TASK DIRECTIONS: Type out the listing again, exactly, with every line included.

---------- EXTRACTED ENTRIES

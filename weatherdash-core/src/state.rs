//! Dashboard state and its transitions.
//!
//! Every fetch cycle gets a generation number when it starts. Results carry that number
//! back, and anything from an older generation is dropped, so a slow response can never
//! overwrite the result of a newer search.

use serde::{Deserialize, Serialize};

use crate::model::{ForecastSeries, Locator, UnitSystem, WeatherSnapshot};

#[derive(Debug, Clone, PartialEq, Default, Serialize, Deserialize)]
pub struct DashboardState {
    /// Generation of the most recently started fetch cycle.
    pub generation: u64,
    /// Place of the displayed snapshot; unit toggles refetch it.
    pub locator: Option<Locator>,
    pub units: UnitSystem,
    pub snapshot: Option<WeatherSnapshot>,
    pub forecast: ForecastSeries,
    /// Weather request outstanding.
    pub loading: bool,
    /// Forecast request outstanding.
    pub forecast_loading: bool,
    /// User-visible error of the last cycle.
    pub error: Option<String>,
    /// Developer-facing reason the forecast is missing.
    pub forecast_error: Option<String>,
    /// Non-fatal notice, e.g. the geolocation fallback.
    pub advisory: Option<String>,
}

#[derive(Debug, Clone, PartialEq)]
pub enum Event {
    FetchStarted,
    WeatherLoaded { generation: u64, snapshot: WeatherSnapshot },
    WeatherFailed { generation: u64, message: String },
    ForecastLoaded { generation: u64, series: ForecastSeries },
    ForecastFailed { generation: u64, reason: String },
    UnitsToggled,
    AdvisorySet(Option<String>),
}

impl DashboardState {
    pub fn new(units: UnitSystem) -> Self {
        Self { units, forecast: ForecastSeries::empty(units), ..Default::default() }
    }

    pub fn is_current(&self, generation: u64) -> bool {
        self.generation == generation
    }

    /// Either request of the current cycle is still outstanding.
    pub fn is_busy(&self) -> bool {
        self.loading || self.forecast_loading
    }

    /// Apply `event`, returning the next state. Results of stale generations are ignored.
    pub fn reduce(&self, event: Event) -> Self {
        let mut next = self.clone();

        match event {
            Event::FetchStarted => {
                next.generation = self.generation + 1;
                next.loading = true;
                next.forecast_loading = false;
                next.error = None;
            }
            Event::WeatherLoaded { generation, snapshot } => {
                if !self.is_current(generation) {
                    return next;
                }
                // The provider's place name, even for coordinate lookups, is what later
                // fetches reuse. A failed search never replaces it.
                next.locator = Some(Locator::named(snapshot.location_name.clone()));
                next.forecast = ForecastSeries::empty(snapshot.units);
                next.snapshot = Some(snapshot);
                next.loading = false;
                next.forecast_loading = true;
                next.forecast_error = None;
            }
            Event::WeatherFailed { generation, message } => {
                if !self.is_current(generation) {
                    return next;
                }
                next.loading = false;
                next.forecast_loading = false;
                next.error = Some(message);
            }
            Event::ForecastLoaded { generation, series } => {
                if !self.is_current(generation) {
                    return next;
                }
                next.forecast = series;
                next.forecast_loading = false;
            }
            Event::ForecastFailed { generation, reason } => {
                if !self.is_current(generation) {
                    return next;
                }
                next.forecast_loading = false;
                next.forecast_error = Some(reason);
            }
            Event::UnitsToggled => {
                next.units = self.units.toggled();
            }
            Event::AdvisorySet(advisory) => {
                next.advisory = advisory;
            }
        }

        next
    }
}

--------------------

RESULT OF THE EXERCISE:
filename weatherdash-core/src/state.rs
//! Dashboard state and its transitions.
//!
//! Every fetch cycle gets a generation number when it starts. Results carry that number
//! back, and anything from an older generation is dropped, so a slow response can never
//! overwrite the result of a newer search.

use serde::{Deserialize, Serialize};

use crate::model::{ForecastSeries, Locator, UnitSystem, WeatherSnapshot};

#[derive(Debug, Clone, PartialEq, Default, Serialize, Deserialize)]
pub struct DashboardState {
    /// Generation of the most recently started fetch cycle.
    pub generation: u64,
    /// Place of the displayed snapshot; unit toggles refetch it.
    pub locator: Option<Locator>,
    pub units: UnitSystem,
    pub snapshot: Option<WeatherSnapshot>,
    pub forecast: ForecastSeries,
    /// Weather request outstanding.
    pub loading: bool,
    /// Forecast request outstanding.
    pub forecast_loading: bool,
    /// User-visible error of the last cycle.
    pub error: Option<String>,
    /// Developer-facing reason the forecast is missing.
    pub forecast_error: Option<String>,
    /// Non-fatal notice, e.g. the geolocation fallback.
    pub advisory: Option<String>,
}

#[derive(Debug, Clone, PartialEq)]
pub enum Event {
    FetchStarted,
    WeatherLoaded { generation: u64, snapshot: WeatherSnapshot },
    WeatherFailed { generation: u64, message: String },
    ForecastLoaded { generation: u64, series: ForecastSeries },
    ForecastFailed { generation: u64, reason: String },
    UnitsToggled,
    AdvisorySet(Option<String>),
}

impl DashboardState {
    pub fn new(units: UnitSystem) -> Self {
        Self { units, forecast: ForecastSeries::empty(units), ..Default::default() }
    }

    pub fn is_current(&self, generation: u64) -> bool {
        self.generation == generation
    }

    /// Either request of the current cycle is still outstanding.
    pub fn is_busy(&self) -> bool {
        self.loading || self.forecast_loading
    }

    /// Apply `event`, returning the next state. Results of stale generations are ignored.
    pub fn reduce(&self, event: Event) -> Self {
        let mut next = self.clone();

        match event {
            Event::FetchStarted => {
                next.generation = self.generation + 1;
                next.loading = true;
                next.forecast_loading = false;
                next.error = None;
            }
            Event::WeatherLoaded { generation, snapshot } => {
                if !self.is_current(generation) {
                    return next;
                }
                // The provider's place name, even for coordinate lookups, is what later
                // fetches reuse. A failed search never replaces it.
                next.locator = Some(Locator::named(snapshot.location_name.clone()));
                next.forecast = ForecastSeries::empty(snapshot.units);
                next.snapshot = Some(snapshot);
                next.loading = false;
                next.forecast_loading = true;
                next.forecast_error = None;
            }
            Event::WeatherFailed { generation, message } => {
                if !self.is_current(generation) {
                    return next;
                }
                next.loading = false;
                next.forecast_loading = false;
                next.error = Some(message);
            }
            Event::ForecastLoaded { generation, series } => {
                if !self.is_current(generation) {
                    return next;
                }
                next.forecast = series;
                next.forecast_loading = false;
            }
            Event::ForecastFailed { generation, reason } => {
                if !self.is_current(generation) {
                    return next;
                }
                next.forecast_loading = false;
                next.forecast_error = Some(reason);
            }
            Event::UnitsToggled => {
                next.units = self.units.toggled();
            }
            Event::AdvisorySet(advisory) => {
                next.advisory = advisory;
            }
        }

        next
    }
}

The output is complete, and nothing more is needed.